El culto había terminado pero no el llanto de Caly. Había llorado durante la mayor parte del servicio, y pese a todos mis esfuerzos, sencillamente no paraba. Tratando de parecer alegre y serena, atravesé zigzagueando el atestado vestíbulo de la iglesia con mi hija emocional. Encontré a mi madre, le entregué una Caly llorosa, y me largué a llorar yo también.
Criar a un hijo emocional es una experiencia emocional. Lloré mucho en los primeros años que pasé educando a Caly. No era sólo la falta de sueño, ni los días largos y extenuantes, o las situaciones vergonzosas —todo lo cual fue devastador—. Lo principal fue la sensación de desesperanza que pendía sobre mí ya que todos mis esfuerzos por enseñarle el autocontrol a Caly casi parecían no hacer diferencia alguna.
Me estaba esforzando tanto por ser fiel. ¿Por qué parecía no haber mucho progreso? ¿No debía estar ya funcionando, a estas alturas?
Finalmente Caly sí aprendió el autocontrol, pero tomó mucho más tiempo del que pensé. Y luego incluso mucho más.
Mi madre me animó a perseverar. Me aseguró que mis esfuerzos darían resultado algún día. Tenía que creer cuando la Palabra de Dios decía que, si yo era fiel en la crianza, Dios lo sería produciendo el fruto.
J.C. Ryle, comentando Proverbios 22:6 («Enseña al niño el camino en que debe andar, y aún cuando sea viejo no se apartará de él»), dice:
«Habla de una cierta etapa en que la buena enseñanza dará fruto especialmente —’cuando sea viejo’—. Esto, ciertamente, nos consuela (…). Dios no suele actuar dándonos todo al instante. El momento en que generalmente decide actuar es ‘más tarde’, tanto en los asuntos de la naturaleza como en los de la gracia (…). Y cuando los padres no tienen un éxito instantáneo, la época que deben anhelar es ‘más tarde’; debes sembrar y plantar en esperanza».
Siembra en esperanza. Planta en esperanza. Cría en esperanza, que Dios producirá la cosecha. Esta es la clave para lidiar con el temor y la desesperanza que sentimos como mamás.
Avanzamos rápidamente seis años y es nuevamente un domingo en la mañana. El servicio ha terminado y atravieso el atestado vestíbulo de la iglesia empujando un cochecito doble con otro niño emocional —Hudson, mi hijo de tres años—. La diferencia es que, esta vez, en la parte delantera del cochecito llevo un niño de un año, y a mi lado, dos niñas más grandes. Es lo mismo que con Caly, pero con tres hijos más a cuestas.

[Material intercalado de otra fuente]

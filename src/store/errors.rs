//! Store error types
//!
//! The engine owns no transaction or retry policy; store failures propagate
//! to the caller untouched.

use thiserror::Error;

use crate::model::RecordId;

/// Result type for store operations
pub type StoreResult<T> = Result<T, StoreError>;

/// Failures of the backing row store
#[derive(Debug, Clone, PartialEq, Eq, Error)]
pub enum StoreError {
    /// No row with the given record id exists
    #[error("record not found: {0}")]
    NotFound(RecordId),

    /// A row with the given record id already exists
    #[error("record already exists: {0}")]
    DuplicateRecord(RecordId),

    /// Backend failure (I/O, connection, constraint)
    #[error("storage backend failure: {0}")]
    Backend(String),
}
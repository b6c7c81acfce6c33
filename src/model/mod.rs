//! Data model for title revision records
//!
//! A title's document history is a flat set of `VersionRevision` rows, each
//! carrying a `(version, revision)` position plus descriptive file metadata.
//!
//! # Invariants (maintained by the engine, not by these types)
//!
//! - `(version, revision)` pairs are unique within a title
//! - Revisions within a version are contiguous starting at `A`
//! - Version numbers in use are contiguous starting at 1
//! - "Latest" is the record with the highest version and revision `A`
//! - "Earliest" is the record with version 1 and its highest revision letter

use std::fmt;

use chrono::{DateTime, Utc};
use serde::{Deserialize, Serialize};
use uuid::Uuid;

/// Identifier of a title (the owning row in the titles table, out of scope
/// here beyond its key).
#[derive(
    Debug, Clone, Copy, PartialEq, Eq, PartialOrd, Ord, Hash, Serialize, Deserialize,
)]
pub struct TitleId(i64);

impl TitleId {
    /// Wraps a raw title key
    pub fn new(id: i64) -> Self {
        Self(id)
    }

    /// Returns the raw key
    pub fn value(&self) -> i64 {
        self.0
    }
}

impl fmt::Display for TitleId {
    fn fmt(&self, f: &mut fmt::Formatter<'_>) -> fmt::Result {
        write!(f, "{}", self.0)
    }
}

/// Opaque identity of a single revision record.
///
/// Survives renumbering: moving a record to a different `(version, revision)`
/// slot never changes its id.
#[derive(
    Debug, Clone, Copy, PartialEq, Eq, PartialOrd, Ord, Hash, Serialize, Deserialize,
)]
pub struct RecordId(Uuid);

impl RecordId {
    /// Generates a fresh record id
    pub fn new() -> Self {
        Self(Uuid::new_v4())
    }
}

impl Default for RecordId {
    fn default() -> Self {
        Self::new()
    }
}

impl fmt::Display for RecordId {
    fn fmt(&self, f: &mut fmt::Formatter<'_>) -> fmt::Result {
        write!(f, "{}", self.0)
    }
}

/// First revision letter of every version
pub const REVISION_A: Revision = Revision(b'A');

/// A revision letter, stored as its code point (`A` = 65).
///
/// Incremented and decremented arithmetically during renumbering. Rendering
/// as a character is for diagnostics and display only.
#[derive(
    Debug, Clone, Copy, PartialEq, Eq, PartialOrd, Ord, Hash, Serialize, Deserialize,
)]
pub struct Revision(u8);

impl Revision {
    /// Builds a revision from its letter
    pub fn from_letter(letter: char) -> Self {
        Self(letter as u8)
    }

    /// Returns the raw code point
    pub fn code(&self) -> u8 {
        self.0
    }

    /// The next revision letter
    pub fn succ(&self) -> Self {
        Self(self.0 + 1)
    }

    /// The previous revision letter.
    ///
    /// Callers only invoke this on letters above `A`; the floor guards the
    /// arithmetic regardless.
    pub fn pred(&self) -> Self {
        if self.0 > b'A' {
            Self(self.0 - 1)
        } else {
            *self
        }
    }

    /// Zero-based position of this letter within its version (`A` = 0)
    pub fn index(&self) -> u8 {
        self.0 - b'A'
    }
}

impl fmt::Display for Revision {
    fn fmt(&self, f: &mut fmt::Formatter<'_>) -> fmt::Result {
        write!(f, "{}", self.0 as char)
    }
}

/// One row per document version of a title.
///
/// Only `version` and `revision` participate in ordering; the remaining
/// fields are descriptive metadata refreshed by the surrounding system when
/// the file name changes.
#[derive(Debug, Clone, PartialEq, Serialize, Deserialize)]
pub struct VersionRevision {
    /// Stable record identity
    pub record_id: RecordId,
    /// Owning title
    pub title_id: TitleId,
    /// Major ordinal, 1-based, dense within the title
    pub version: u32,
    /// Minor ordinal, contiguous from `A` within the version
    pub revision: Revision,
    /// Document file name
    pub file_name: String,
    /// Last modification time of the document
    pub updated: DateTime<Utc>,
    /// Document size in bytes
    pub size: u64,
    /// Word count of the document
    pub word_count: u32,
    /// Document format (e.g. extension-derived)
    pub doc_type: String,
    /// Free-form note
    pub note: String,
    /// Language key
    pub lang_id: i64,
}

impl VersionRevision {
    /// Creates a record at the given position with default metadata.
    ///
    /// Size, word count and document type are left at their defaults; the
    /// surrounding system recomputes them from the file when it persists the
    /// row.
    pub fn new(
        title_id: TitleId,
        version: u32,
        revision: Revision,
        file_name: impl Into<String>,
    ) -> Self {
        Self {
            record_id: RecordId::new(),
            title_id,
            version,
            revision,
            file_name: file_name.into(),
            updated: Utc::now(),
            size: 0,
            word_count: 0,
            doc_type: String::new(),
            note: String::new(),
            lang_id: 0,
        }
    }
}

#[cfg(test)]
mod tests {
    use super::*;

    #[test]
    fn test_revision_arithmetic() {
        assert_eq!(REVISION_A.succ(), Revision::from_letter('B'));
        assert_eq!(Revision::from_letter('C').pred(), Revision::from_letter('B'));
        assert_eq!(REVISION_A.index(), 0);
        assert_eq!(Revision::from_letter('D').index(), 3);
    }

    #[test]
    fn test_revision_pred_floors_at_a() {
        assert_eq!(REVISION_A.pred(), REVISION_A);
    }

    #[test]
    fn test_revision_ordering_follows_letters() {
        assert!(REVISION_A < Revision::from_letter('B'));
        assert!(Revision::from_letter('B') < Revision::from_letter('C'));
    }

    #[test]
    fn test_revision_displays_as_letter() {
        assert_eq!(Revision::from_letter('B').to_string(), "B");
        assert_eq!(REVISION_A.to_string(), "A");
    }

    #[test]
    fn test_new_record_defaults() {
        let rec = VersionRevision::new(TitleId::new(7), 1, REVISION_A, "draft.docx");
        assert_eq!(rec.title_id, TitleId::new(7));
        assert_eq!(rec.version, 1);
        assert_eq!(rec.revision, REVISION_A);
        assert_eq!(rec.file_name, "draft.docx");
        assert_eq!(rec.size, 0);
        assert_eq!(rec.word_count, 0);
        assert!(rec.note.is_empty());
    }

    #[test]
    fn test_record_ids_are_unique() {
        let a = VersionRevision::new(TitleId::new(1), 1, REVISION_A, "a.docx");
        let b = VersionRevision::new(TitleId::new(1), 2, REVISION_A, "b.docx");
        assert_ne!(a.record_id, b.record_id);
    }
}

Excepto que, esta vez, no estoy al borde de las lágrimas. De hecho, casi puedo esbozar una media sonrisa. Claro, estoy cansada, y de hecho, agotada; y no es fácil cuidar a otro niño emocional. Sin embargo, esta vez tengo más esperanza. Caly camina a mi lado, y es tranquila, obediente y servicial. Me recuerda la fidelidad de Dios y que debo perseverar en enseñarle el autocontrol a Hudson con esperanza.
Y mi esperanza es que, gracias a la abundante fidelidad de Dios, un día —aun si es un día muy lejano—, saldré de la iglesia sin niños llorando.